//! Parcel CLI
//!
//! Local front end for courier detection and mocked tracking lookups.

use std::path::{Path, PathBuf};

use clap::{Parser, Subcommand};
use parcel::{
    error::Result,
    models::{Config, CourierRecord, Language, TrackingDatabase},
    services::{CourierResolver, TrackingOutcome, TrackingResult, TrackingService},
};

/// Parcel - courier detection and shipment tracking
#[derive(Parser, Debug)]
#[command(name = "parcel", version, about = "Courier detection and shipment tracking")]
struct Cli {
    /// Directory containing config.toml and the JSON fixtures
    #[arg(short, long, default_value = "data")]
    data_dir: PathBuf,

    /// Enable verbose logging
    #[arg(short, long)]
    verbose: bool,

    /// Message language (EN or ID), overrides config
    #[arg(short, long)]
    language: Option<Language>,

    #[command(subcommand)]
    command: Command,
}

#[derive(Subcommand, Debug)]
enum Command {
    /// Look up tracking history for an AWB
    Track {
        /// Airway bill number
        awb: String,
    },

    /// Identify the courier for an AWB without a tracking lookup
    Detect {
        /// Airway bill number
        awb: String,

        /// Courier name to fall back on when no pattern matches
        #[arg(long)]
        hint: Option<String>,
    },

    /// List known couriers in resolution order
    Couriers,

    /// Validate configuration and reference data
    Validate,
}

/// Initialize logging based on verbosity flag and configured level.
fn init_logging(verbose: bool, level: &str) {
    let level = if verbose { "debug" } else { level };
    env_logger::Builder::from_env(env_logger::Env::default().default_filter_or(level))
        .format_timestamp_secs()
        .init();
}

fn load_resolver(config: &Config, data_dir: &Path) -> Result<CourierResolver> {
    let path = config.couriers_path(data_dir);
    let resolver = CourierResolver::load(&path)?;
    log::info!("Loaded {} couriers from {}", resolver.len(), path.display());
    Ok(resolver)
}

fn print_courier(courier: &CourierRecord) {
    println!("Courier: {} ({})", courier.name, courier.code);
    if let Some(phone) = &courier.phone {
        println!("  Phone: {phone}");
    }
    if let Some(email) = &courier.email {
        println!("  Email: {email}");
    }
    if let Some(link) = &courier.link {
        println!("  Web:   {link}");
    }
}

fn print_result(result: &TrackingResult, unidentified: &str) {
    let data = &result.data;
    println!("Airwaybill Number: {}", result.awb);
    let mark = if data.is_delivered() { " ✓" } else { "" };
    println!("Status:            {}{mark}", data.status);
    println!("Courier:           {}", result.courier_name());
    if let Some(service) = &data.service {
        println!("Service:           {service}");
    }
    if let Some(destination) = &data.destination {
        println!("Destination:       {destination}");
    }
    if let Some(eta) = &data.estimated_delivery {
        println!("Estimated:         {eta}");
    }

    match &result.courier {
        Some(courier) => print_courier(courier),
        None => println!("{unidentified}"),
    }

    println!("History:");
    for item in data.history.iter().rev() {
        let date = item
            .timestamp()
            .map(|ts| ts.format("%d %b %Y %H:%M").to_string())
            .unwrap_or_else(|| item.date.clone());
        println!("  {date}  {:<20} {}", item.location, item.status);
    }
}

/// Main entry point for the CLI application.
fn main() -> Result<()> {
    let cli = Cli::parse();

    let config_path = cli.data_dir.join("config.toml");
    let mut config = Config::load_or_default(&config_path);
    init_logging(cli.verbose, &config.logging.level);

    if let Some(language) = cli.language {
        config.language = language;
    }

    log::debug!("Using data directory {}", cli.data_dir.display());

    match cli.command {
        Command::Track { awb } => {
            let resolver = load_resolver(&config, &cli.data_dir)?;
            let database = TrackingDatabase::load(config.tracking_path(&cli.data_dir))?;
            log::info!("Loaded {} tracked shipments", database.len());

            let service = TrackingService::new(resolver, database, config.language);
            let messages = service.language().messages();

            match service.lookup(&awb) {
                Ok(TrackingOutcome::Found(result)) => {
                    print_result(&result, messages.unidentified_courier)
                }
                Ok(outcome) => {
                    if let Some(message) = service.message(&outcome) {
                        println!("{message}");
                    }
                }
                Err(e) => {
                    log::error!("{}", service.error_message(&e));
                    return Err(e);
                }
            }
        }

        Command::Detect { awb, hint } => {
            let resolver = load_resolver(&config, &cli.data_dir)?;
            match resolver.resolve(&awb, hint.as_deref()) {
                Some(courier) => print_courier(courier),
                None => println!("{}", config.language.messages().unidentified_courier),
            }
        }

        Command::Couriers => {
            let resolver = load_resolver(&config, &cli.data_dir)?;
            for courier in resolver.couriers() {
                println!("{:<10} {:<24} {}", courier.code, courier.name, courier.awb_pattern);
            }
            for courier in resolver.invalid_patterns() {
                log::warn!("Pattern for '{}' never matches: {}", courier.name, courier.awb_pattern);
            }
        }

        Command::Validate => {
            log::info!("Validating configuration...");

            if let Err(e) = config.validate() {
                log::error!("Config validation failed: {}", e);
                return Err(e);
            }
            log::info!("✓ Config OK");

            let resolver = load_resolver(&config, &cli.data_dir)?;
            let invalid = resolver.invalid_patterns().count();
            log::info!(
                "✓ Couriers OK ({} entries, {} unusable patterns)",
                resolver.len(),
                invalid
            );

            let database = TrackingDatabase::load(config.tracking_path(&cli.data_dir))?;
            log::info!("✓ Tracking data OK ({} shipments)", database.len());

            log::info!("All validations passed!");
        }
    }

    Ok(())
}
// src/error.rs

//! Unified error handling for courier resolution and tracking lookups.

use thiserror::Error;

/// Result type alias for parcel operations.
pub type Result<T> = std::result::Result<T, AppError>;

/// Unified application error type.
#[derive(Error, Debug)]
pub enum AppError {
    /// I/O operation failed
    #[error("I/O error: {0}")]
    Io(#[from] std::io::Error),

    /// JSON serialization/deserialization failed
    #[error("JSON error: {0}")]
    Json(#[from] serde_json::Error),

    /// TOML parsing failed
    #[error("TOML parse error: {0}")]
    Toml(#[from] toml::de::Error),

    /// Configuration error
    #[error("Configuration error: {0}")]
    Config(String),

    /// Reference data validation error
    #[error("Validation error: {0}")]
    Validation(String),

    /// Lookup attempted with a blank airway bill
    #[error("AWB number is empty")]
    EmptyAwb,
}

impl AppError {
    /// Create a configuration error.
    pub fn config(message: impl Into<String>) -> Self {
        Self::Config(message.into())
    }

    /// Create a validation error.
    pub fn validation(message: impl Into<String>) -> Self {
        Self::Validation(message.into())
    }
}

#[cfg(test)]
mod tests {
    use super::*;

    #[test]
    fn test_display_messages() {
        assert_eq!(
            AppError::validation("duplicate courier id 'jne'").to_string(),
            "Validation error: duplicate courier id 'jne'"
        );
        assert_eq!(AppError::EmptyAwb.to_string(), "AWB number is empty");
    }
}
//! Position anchors bridging line-based and pixel-based addressing
//!
//! An anchor is captured from the outgoing view at the moment a
//! transition begins and consumed once by the scroll coordinator. A
//! heading identity is preferred; the scroll ratio is the fallback when
//! no heading is in reach.

use crate::host::HeadingBox;
use crate::outline::{heading_on_line, HeadingEntry};

/// A captured reference point used to realign one view after a mode switch
#[derive(Debug, Clone, PartialEq)]
pub enum Anchor {
    /// A heading identity. `ordinal` is the primary discriminator when
    /// the same text appears at several locations.
    Heading {
        text: String,
        /// 1-based source line, when captured from the source view
        line: Option<usize>,
        ordinal: usize,
    },
    /// Fraction of the scrollable range, in [0, 1]
    Ratio(f32),
}

/// `clamp(offset / max(1, range), 0, 1)`
pub fn scroll_ratio(offset: f32, range: f32) -> f32 {
    (offset / range.max(1.0)).clamp(0.0, 1.0)
}

/// Capture an anchor from the source view.
///
/// Scans backward from the caret line (inclusive) for the nearest
/// heading-pattern line. The caret above every heading yields a ratio
/// anchor instead.
pub fn capture_from_source(
    text: &str,
    caret_line: usize,
    headings: &[HeadingEntry],
    ratio: f32,
) -> Anchor {
    let lines: Vec<&str> = text.lines().collect();
    let start = caret_line.min(lines.len());

    for line_no in (1..=start).rev() {
        let raw = lines[line_no - 1];
        if let Some((_, heading_text)) = heading_on_line(raw) {
            // Ordinal from the current heading list; if the list is
            // mid-debounce stale, count heading lines above instead
            let ordinal = headings
                .iter()
                .find(|h| h.line == line_no)
                .map(|h| h.ordinal)
                .unwrap_or_else(|| {
                    lines[..line_no - 1]
                        .iter()
                        .filter(|l| heading_on_line(l).is_some())
                        .count()
                });
            return Anchor::Heading {
                text: heading_text.to_string(),
                line: Some(line_no),
                ordinal,
            };
        }
    }

    Anchor::Ratio(ratio)
}

/// Capture an anchor from the rendered view.
///
/// Picks the heading element whose top edge is nearest to the container
/// top, in either direction. No heading elements yields a ratio anchor.
pub fn capture_from_rendered(boxes: &[HeadingBox], scroll_offset: f32, ratio: f32) -> Anchor {
    let mut best: Option<(usize, f32)> = None;
    for (i, heading) in boxes.iter().enumerate() {
        let distance = (heading.top - scroll_offset).abs();
        if best.map_or(true, |(_, d)| distance < d) {
            best = Some((i, distance));
        }
    }

    match best {
        Some((i, _)) => Anchor::Heading {
            text: boxes[i].text.clone(),
            line: None,
            ordinal: i,
        },
        None => Anchor::Ratio(ratio),
    }
}
//! View message handling (mode switching, scroll alignment)
//!
//! A mode switch captures an anchor from the outgoing view, flips the
//! widget, and starts an alignment sequence against the incoming view.
//! The incoming layout may not be settled yet, so each attempt that
//! falls back to the ratio schedules another tick; ticks carry the
//! transition's sequence number and a stale tick is dropped on arrival.

use crate::anchor::{self, scroll_ratio, Anchor};
use crate::assets::rewrite_images;
use crate::commands::Cmd;
use crate::host::Host;
use crate::messages::{Msg, ViewMsg};
use crate::model::{AppModel, PendingAlign, ViewMode};
use crate::scroll::{self, AlignOutcome, FLASH_CLEAR_MS, RETRY_DELAYS_MS};

pub fn update_view(model: &mut AppModel, host: &mut dyn Host, msg: ViewMsg) -> Option<Cmd> {
    match msg {
        ViewMsg::SwitchMode {
            mode,
            preserve_position,
        } => switch_mode(model, host, mode, preserve_position),
        ViewMsg::AlignTick { seq } => run_align_attempt(model, host, seq),
        ViewMsg::ClearFlash { seq } => clear_flash(model, host, seq),
    }
}

fn switch_mode(
    model: &mut AppModel,
    host: &mut dyn Host,
    mode: ViewMode,
    preserve_position: bool,
) -> Option<Cmd> {
    if mode == model.mode {
        return None;
    }

    // Remember where the outgoing view was before anything moves
    let (offset, range) = match model.mode {
        ViewMode::Source => {
            let source = host.source();
            (source.scroll_offset(), source.scrollable_range())
        }
        ViewMode::Rendered => {
            let render = host.render();
            (render.scroll_offset(), render.scrollable_range())
        }
    };
    let outgoing_ratio = scroll_ratio(offset, range);
    model.ratio_memory.set(model.mode, outgoing_ratio);

    // With preservation the position carries across proportionally when
    // no heading anchors it; without, the incoming view restores its own
    // remembered spot
    let anchor = if preserve_position {
        match model.mode {
            ViewMode::Source => {
                let caret = host.source().cursor_line();
                anchor::capture_from_source(&model.text, caret, &model.headings, outgoing_ratio)
            }
            ViewMode::Rendered => {
                let boxes = host.render().heading_boxes();
                anchor::capture_from_rendered(&boxes, offset, outgoing_ratio)
            }
        }
    } else {
        Anchor::Ratio(model.ratio_memory.get(mode))
    };

    host.render().set_mode(mode);
    if mode == ViewMode::Rendered {
        let path = host.document_path();
        let rewritten = rewrite_images(&model.text, path.as_deref(), host.converter());
        host.render().set_text(&rewritten);
        if !host.render().request_relayout() {
            tracing::debug!("host declined relayout, aligning against current layout");
        }
    }
    model.mode = mode;

    tracing::debug!(?mode, ?anchor, "switched view mode");
    start_align(model, host, mode, anchor)
}

/// Begin an alignment sequence toward `target`, superseding any
/// in-flight one, and run the immediate attempt.
pub(crate) fn start_align(
    model: &mut AppModel,
    host: &mut dyn Host,
    target: ViewMode,
    anchor: Anchor,
) -> Option<Cmd> {
    let seq = model.next_align_seq();
    model.pending_align = Some(PendingAlign {
        seq,
        target,
        anchor,
        attempt: 0,
    });
    run_align_attempt(model, host, seq)
}

fn run_align_attempt(model: &mut AppModel, host: &mut dyn Host, seq: u64) -> Option<Cmd> {
    let pending = match &model.pending_align {
        Some(pending) if pending.seq == seq => pending.clone(),
        Some(pending) => {
            tracing::debug!(seq, current = pending.seq, "dropping stale alignment tick");
            return None;
        }
        None => return None,
    };

    let outcome = scroll::apply_attempt(
        host,
        &model.headings,
        &model.ratio_memory,
        &pending,
        model.config.align_offset,
    );
    // The remembered ratio follows whatever position was actually applied
    scroll::refresh_ratio_memory(host, &mut model.ratio_memory, pending.target);

    match outcome {
        AlignOutcome::Matched { flash } => {
            model.pending_align = None;
            if flash {
                model.flash_seq = Some(seq);
                Some(Cmd::batch(vec![
                    Cmd::Redraw,
                    Cmd::schedule(FLASH_CLEAR_MS, Msg::View(ViewMsg::ClearFlash { seq })),
                ]))
            } else {
                Some(Cmd::Redraw)
            }
        }
        AlignOutcome::Fallback => {
            if pending.attempt < RETRY_DELAYS_MS.len() {
                let delay = RETRY_DELAYS_MS[pending.attempt];
                if let Some(pending) = model.pending_align.as_mut() {
                    pending.attempt += 1;
                }
                Some(Cmd::batch(vec![
                    Cmd::Redraw,
                    Cmd::schedule(delay, Msg::View(ViewMsg::AlignTick { seq })),
                ]))
            } else {
                tracing::debug!(seq, "alignment attempts exhausted, ratio position stands");
                model.pending_align = None;
                Some(Cmd::Redraw)
            }
        }
    }
}

fn clear_flash(model: &mut AppModel, host: &mut dyn Host, seq: u64) -> Option<Cmd> {
    // A newer transition owns the highlight now
    if model.flash_seq != Some(seq) {
        return None;
    }
    model.flash_seq = None;
    host.render().clear_flash();
    Some(Cmd::Redraw)
}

^^^^^^^^^^^^^^^^

Extract all lines of the records above that include "iter".

    for item in data.history.iter().rev() {
                .iter()
                        .iter()
    for (i, heading) in boxes.iter().enumerate() {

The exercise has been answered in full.